My haunt is pretty simple/basic compared to most I've seen on here. Though due to location and other factors we only get about 12 kids a year. But I do try to make sure each one gets a good scare. This year I think we had 10 kids and one afraid to get out of the car, so 11 total! But what the heck, it's fun! I really get into the electrical/electronic side of building props - always neat to see everyday items have new lives in the haunted graveyard.

Anyway, I'll attach a youtube link to this years haunt and a couple of images from previous years.






http://coreyonline.tripod.com/halloween2001-01.jpg

http://coreyonline.tripod.com/halloween2001-02.jpg


----------



## Frighteners Entertainment (Jan 24, 2006)

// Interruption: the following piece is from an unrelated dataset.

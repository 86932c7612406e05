mod error;
mod json;

pub use error::{ApiError, ErrorBody};
pub use json::Json;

welcome Corey, nice video!


----------



## IMU (Apr 8, 2009)

Hello and Welcome!


----------



## spideranne (Jul 17, 2006)

Welcome!


----------



## RoxyBlue (Oct 6, 2008)

Welcome to the Forum, Corey!


----------



## jaege (Aug 23, 2009)

It may be simple but I love some of your effects. The orange lights along the path looks like a stream of lava. Great idea! Are they actually on the ground? And your display in the big window is great. I really like those "electric" blocks under the main window. A very nice display, IMO. Good use of sound too.


----------



## fick209 (Aug 31, 2009)

Welcome to the forum Corey, you found a great community to share ideas with...nice video:jol:


----------



## scareme (Aug 29, 2006)

Wow! You do all that for just 12 tots? Those are some lucky kids. Welcome to the forum. We were needing fresh brains to pick.


----------



## corey872 (Jan 10, 2010)

Thanks for all the warm welcomes. Yep, about 12 kids each year...give or take a few. Last year toward the end of the night I went outside to check things out and a big Suburban was flying down the road as they passed the house, the brakes slammed on, it skidded to a halt, backed up the road and 5 kids jumped out - so I think we did 16 total! I've thought about putting a piece in the local paper, but also kind of afraid of getting swamped by 100's or 1000's of kids. I've already had one little guy come back and admonish us not to make it so scary next year so he won't be afraid to come to the door.

As to the question above - the lights along the path are just standard strings of orange lights randomly coiled on the ground - just want to make sure no one ventures off the walkway and trips over rocks or landscaping - or falls into the pond!

I used to set up the Tesla Coil and blast out some 6 foot lightning bolts, but it kept killing any tree limbs the bolts would hit and 1/2 the kids were truly terrified to the point of crying/running away - though the parents really thought it was cool.

http://coreyonline.tripod.com/60inch1.jpg
http://coreyonline.tripod.com/60inch2.jpg


----------



## nixie (Sep 17, 2008)

Hello and Welcome! I enjoyed your video, you've done some brilliant things with lighting!


----------



## morbidmike (Sep 11, 2009)

welcome to the forum trust noone but me hahaah no dont trust me


----------



## Spooky1 (Aug 25, 2008)

Welcome to the Forum, Corey! Thanks for posting the video.


----------



## Haunted Bayou (Feb 16, 2007)

Fantastic. There is nothing wrong with simple... it is just how you compose everything.

Your yard is as good if not better than a lot of people out there, and you do it for only a handful of kids, which means you really love the holiday. 

Glad to have an enthusiast like yourself here on the forum.


----------



## ScreamingScarecrow (Oct 1, 2008)

I like it! lots of lights looks great!
Welcome Aboard!!


----------



## madmomma (Jul 1, 2009)

Welcome Corey, nice video! You did a great job for such few kids...maybe this year you'll attract more!


----------



## sharpobject (May 7, 2008)

Hi and welcome !!!


----------